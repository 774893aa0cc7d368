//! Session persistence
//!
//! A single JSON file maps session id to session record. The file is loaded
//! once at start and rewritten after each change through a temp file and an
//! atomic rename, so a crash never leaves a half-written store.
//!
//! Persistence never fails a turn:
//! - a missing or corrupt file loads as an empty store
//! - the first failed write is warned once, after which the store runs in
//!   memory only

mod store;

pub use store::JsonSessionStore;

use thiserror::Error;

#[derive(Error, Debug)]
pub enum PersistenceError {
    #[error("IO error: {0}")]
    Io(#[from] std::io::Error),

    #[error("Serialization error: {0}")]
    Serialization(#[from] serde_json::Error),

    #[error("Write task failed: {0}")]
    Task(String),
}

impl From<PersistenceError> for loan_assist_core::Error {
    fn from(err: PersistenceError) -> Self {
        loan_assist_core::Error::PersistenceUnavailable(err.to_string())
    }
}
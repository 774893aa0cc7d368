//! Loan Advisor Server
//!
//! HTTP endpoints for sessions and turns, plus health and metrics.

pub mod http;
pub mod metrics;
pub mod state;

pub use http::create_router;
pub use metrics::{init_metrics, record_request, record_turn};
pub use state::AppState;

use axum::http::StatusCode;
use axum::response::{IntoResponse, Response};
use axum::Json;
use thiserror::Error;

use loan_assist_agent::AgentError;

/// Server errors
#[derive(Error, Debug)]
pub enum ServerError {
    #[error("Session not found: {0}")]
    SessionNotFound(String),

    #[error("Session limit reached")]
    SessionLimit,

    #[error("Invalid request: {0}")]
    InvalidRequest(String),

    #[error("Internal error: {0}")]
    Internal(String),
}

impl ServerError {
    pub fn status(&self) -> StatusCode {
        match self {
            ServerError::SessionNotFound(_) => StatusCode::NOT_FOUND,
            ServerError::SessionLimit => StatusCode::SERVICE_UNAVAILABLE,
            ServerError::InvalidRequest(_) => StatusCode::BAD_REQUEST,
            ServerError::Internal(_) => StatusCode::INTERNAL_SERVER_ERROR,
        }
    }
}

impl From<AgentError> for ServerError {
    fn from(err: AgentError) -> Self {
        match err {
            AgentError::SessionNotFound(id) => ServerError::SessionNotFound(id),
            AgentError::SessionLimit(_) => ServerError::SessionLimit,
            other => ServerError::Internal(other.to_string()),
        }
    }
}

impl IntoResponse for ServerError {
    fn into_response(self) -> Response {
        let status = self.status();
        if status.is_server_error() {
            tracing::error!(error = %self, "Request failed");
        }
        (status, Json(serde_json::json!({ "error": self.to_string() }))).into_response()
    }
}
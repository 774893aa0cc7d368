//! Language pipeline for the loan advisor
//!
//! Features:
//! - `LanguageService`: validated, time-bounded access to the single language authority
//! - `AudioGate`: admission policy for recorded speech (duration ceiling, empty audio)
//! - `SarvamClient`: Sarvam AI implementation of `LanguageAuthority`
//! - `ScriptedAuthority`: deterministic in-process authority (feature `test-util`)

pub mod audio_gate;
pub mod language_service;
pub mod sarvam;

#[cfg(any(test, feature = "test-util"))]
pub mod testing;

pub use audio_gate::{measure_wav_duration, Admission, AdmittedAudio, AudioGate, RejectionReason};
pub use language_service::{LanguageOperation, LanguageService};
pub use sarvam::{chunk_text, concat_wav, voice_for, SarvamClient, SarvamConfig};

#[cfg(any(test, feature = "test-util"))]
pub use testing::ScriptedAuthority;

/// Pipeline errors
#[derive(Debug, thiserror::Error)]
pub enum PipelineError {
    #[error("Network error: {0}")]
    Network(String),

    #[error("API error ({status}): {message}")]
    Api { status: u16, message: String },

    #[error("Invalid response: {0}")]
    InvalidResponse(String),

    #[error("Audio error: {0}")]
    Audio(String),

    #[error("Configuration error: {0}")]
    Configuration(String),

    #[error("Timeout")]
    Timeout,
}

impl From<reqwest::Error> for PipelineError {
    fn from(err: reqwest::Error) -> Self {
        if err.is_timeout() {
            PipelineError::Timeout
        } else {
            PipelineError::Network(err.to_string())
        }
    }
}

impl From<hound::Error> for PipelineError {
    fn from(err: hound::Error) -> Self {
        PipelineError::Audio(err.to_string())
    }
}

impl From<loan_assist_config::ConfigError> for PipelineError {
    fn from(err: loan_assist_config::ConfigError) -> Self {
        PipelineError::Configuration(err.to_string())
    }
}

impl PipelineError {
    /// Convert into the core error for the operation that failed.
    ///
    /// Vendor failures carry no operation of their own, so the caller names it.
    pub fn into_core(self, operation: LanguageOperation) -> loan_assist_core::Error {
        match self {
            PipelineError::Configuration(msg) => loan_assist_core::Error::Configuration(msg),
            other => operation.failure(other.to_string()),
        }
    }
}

WORK REQUEST:
Report each line of the records that holds the word "PipelineError".

RESULT OF THIS TASK:
pub enum PipelineError {
impl From<reqwest::Error> for PipelineError {
            PipelineError::Timeout
            PipelineError::Network(err.to_string())
impl From<hound::Error> for PipelineError {
        PipelineError::Audio(err.to_string())
impl From<loan_assist_config::ConfigError> for PipelineError {
        PipelineError::Configuration(err.to_string())
impl PipelineError {
            PipelineError::Configuration(msg) => loan_assist_core::Error::Configuration(msg),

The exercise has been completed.